В 1960 г. в Париже вышел  первый номер журнала «Тель кель» («Такой, какой»), объединивший в группу следующее поколение «новых романистов»—«новых новых романистов». Вначале они ориентировались на старшее поколение, особенно на Роб-Грийе, однако и «новый роман» 50-х годов показался им недостаточно «новым», слишком традиционным. «Новые новые романисты» были захвачены тем увлечением структурализмом, которое стало приметой 60-х годов —приметой нового этапа «дезангажированности». Властителем их дум стал парижский профессор Ролан Барт.
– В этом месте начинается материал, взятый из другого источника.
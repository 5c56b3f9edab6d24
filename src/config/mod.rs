//! Configuration loading and construction.
//!
//! - Project file discovery and loading in [`loader`]
//! - The immutable program snapshot in [`defaults`]
//! - Deep merging in [`merger`]
//! - Per-command configuration construction in [`builder`]
//! - Key path lookup in [`path`]
//! - Archive options in [`archive`]
//!
//! # Example
//!
//! ```
//! use easypack::config::{build_configuration, Extra, InstallOverride, Overrides, ProgramDefaults};
//!
//! let defaults = ProgramDefaults::new("/app");
//! let overrides = Overrides {
//!     install: Some(InstallOverride { check: true, npm: "yarn".into() }),
//!     ..Default::default()
//! };
//! let config = build_configuration(&defaults, &overrides, Extra::default());
//! assert_eq!(config.get_str("install.npm"), Some("yarn"));
//! ```
//!
//! # Configuration File Locations
//!
//! 1. Project config (`easypack.config.yml`, `.yaml` or `.json`)
//! 2. Local overrides (`easypack.config.local.yml`)
//!
//! `--config <file>` replaces both.

pub mod archive;
pub mod builder;
pub mod defaults;
pub mod loader;
pub mod merger;
pub mod path;

pub use archive::{archive_options, ArchiveOptions, ArchiveOverrides};
pub use builder::{
    build_configuration, CliSettings, Configuration, Extra, InstallOverride, Overrides,
    CLI_DEVTOOL_KEY,
};
pub use defaults::{BundleFlags, ProgramDefaults};
pub use loader::{load_config_value, load_project_config, parse_config, ConfigPaths};
pub use merger::{deep_merge, merge_configs};
pub use path::lookup;
//! Progress spinners.

use indicatif::{ProgressBar, ProgressStyle};
use std::time::Duration;

use super::theme::EasypackTheme;
use super::SpinnerHandle;

/// Terminal spinner shown while a collaborator runs.
pub struct ProgressSpinner {
    bar: ProgressBar,
    theme: EasypackTheme,
}

impl ProgressSpinner {
    pub fn new(message: &str) -> Self {
        let bar = ProgressBar::new_spinner();
        if let Ok(style) = ProgressStyle::default_spinner()
            .tick_chars("⠋⠙⠹⠸⠼⠴⠦⠧⠇⠏")
            .template("{spinner:.cyan} {msg}")
        {
            bar.set_style(style);
        }
        bar.set_message(message.to_string());
        bar.enable_steady_tick(Duration::from_millis(80));

        Self {
            bar,
            theme: EasypackTheme::detect(),
        }
    }

    /// A spinner that draws nothing (quiet mode).
    pub fn hidden() -> Self {
        Self {
            bar: ProgressBar::hidden(),
            theme: EasypackTheme::plain(),
        }
    }

    fn finish_with(&mut self, line: String) {
        if let Ok(style) = ProgressStyle::default_spinner().template("{msg}") {
            self.bar.set_style(style);
        }
        self.bar.finish_with_message(line);
    }
}

impl SpinnerHandle for ProgressSpinner {
    fn finish_success(&mut self, msg: &str) {
        let line = self.theme.format_success(msg);
        self.finish_with(line);
    }

    fn finish_error(&mut self, msg: &str) {
        let line = self.theme.format_error(msg);
        self.finish_with(line);
    }
}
К этому времени Ролан Барт (1915—1980) и сам «дезангажировался», оставив в прошлом свои увлечения марксизмом и сартровским экзистенциализмом. «К 1956 году я открыл лингвистику,— писал Барт.— Началось с подлинного энтузиазма, испытанного от текста Соссюра». Однако к структуралистскому утверждению языка как абсолютной истины Барт был готов и ранее, судя по его первой значительной книге «Нулевая степень письма» (1953). Барт размышлял о литературном произведении как о «системе знаков, отъединяющих от Истории», созидаемой «по лингвистической модели», как о некоем «мифе», о создателе которого «и речи быть не может», как и о «времени создания», и о «так называемой тематике».